Task instructions. Every entry below, from first to last, should be copied exactly.

Data supplied.

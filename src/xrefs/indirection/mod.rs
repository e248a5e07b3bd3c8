//! Indirection Resolvers
//!
//! Each resolver recognizes one idiom that hides the real caller and tries to
//! replace the visible entry with the callers behind it. A resolver never
//! fails: anything it cannot resolve is reported as [`Resolution::Unresolved`]
//! and the builder keeps the raw entry.
//!
//! @module xrefs/indirection

pub mod dispatch_stub;
pub mod message_dispatch;
pub mod state_loop;

use super::callers::CallGraphNode;
use super::context::SessionContext;
use super::enclosing::enclosing_method;
use super::patterns::IndirectionFamily;
use crate::index::Edge;

/// Outcome of one resolver invocation
#[derive(Debug, Clone, PartialEq, Eq)]
pub enum Resolution {
    /// Entry replaced by the callers found behind it (never empty)
    Replaced(Vec<CallGraphNode>),
    /// Nothing found; keep the raw entry
    Unresolved,
}

impl Resolution {
    pub fn from_nodes(nodes: Vec<CallGraphNode>) -> Self {
        if nodes.is_empty() {
            Resolution::Unresolved
        } else {
            Resolution::Replaced(nodes)
        }
    }

    pub fn is_resolved(&self) -> bool {
        matches!(self, Resolution::Replaced(_))
    }
}

/// One node per reference, labelled with the family prefix and the method
/// enclosing the reference. References outside any method are skipped.
fn nodes_for_references<'e>(
    ctx: &SessionContext<'_>,
    family: IndirectionFamily,
    references: impl IntoIterator<Item = &'e Edge>,
) -> Vec<CallGraphNode> {
    references
        .into_iter()
        .filter_map(|reference| {
            let method = enclosing_method(ctx, &reference.file, reference.line)?;
            let label = family.label(&method.name);
            Some(CallGraphNode::from_reference(reference, &method, label))
        })
        .collect()
}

Task response.
filename src/xrefs/indirection/mod.rs
repository e248a5e07b3bd3c8
//! Indirection Resolvers
//!
//! Each resolver recognizes one idiom that hides the real caller and tries to
//! replace the visible entry with the callers behind it. A resolver never
//! fails: anything it cannot resolve is reported as [`Resolution::Unresolved`]
//! and the builder keeps the raw entry.
//!
//! @module xrefs/indirection

pub mod dispatch_stub;
pub mod message_dispatch;
pub mod state_loop;

use super::callers::CallGraphNode;
use super::context::SessionContext;
use super::enclosing::enclosing_method;
use super::patterns::IndirectionFamily;
use crate::index::Edge;

/// Outcome of one resolver invocation
#[derive(Debug, Clone, PartialEq, Eq)]
pub enum Resolution {
    /// Entry replaced by the callers found behind it (never empty)
    Replaced(Vec<CallGraphNode>),
    /// Nothing found; keep the raw entry
    Unresolved,
}

impl Resolution {
    pub fn from_nodes(nodes: Vec<CallGraphNode>) -> Self {
        if nodes.is_empty() {
            Resolution::Unresolved
        } else {
            Resolution::Replaced(nodes)
        }
    }

    pub fn is_resolved(&self) -> bool {
        matches!(self, Resolution::Replaced(_))
    }
}

/// One node per reference, labelled with the family prefix and the method
/// enclosing the reference. References outside any method are skipped.
fn nodes_for_references<'e>(
    ctx: &SessionContext<'_>,
    family: IndirectionFamily,
    references: impl IntoIterator<Item = &'e Edge>,
) -> Vec<CallGraphNode> {
    references
        .into_iter()
        .filter_map(|reference| {
            let method = enclosing_method(ctx, &reference.file, reference.line)?;
            let label = family.label(&method.name);
            Some(CallGraphNode::from_reference(reference, &method, label))
        })
        .collect()
}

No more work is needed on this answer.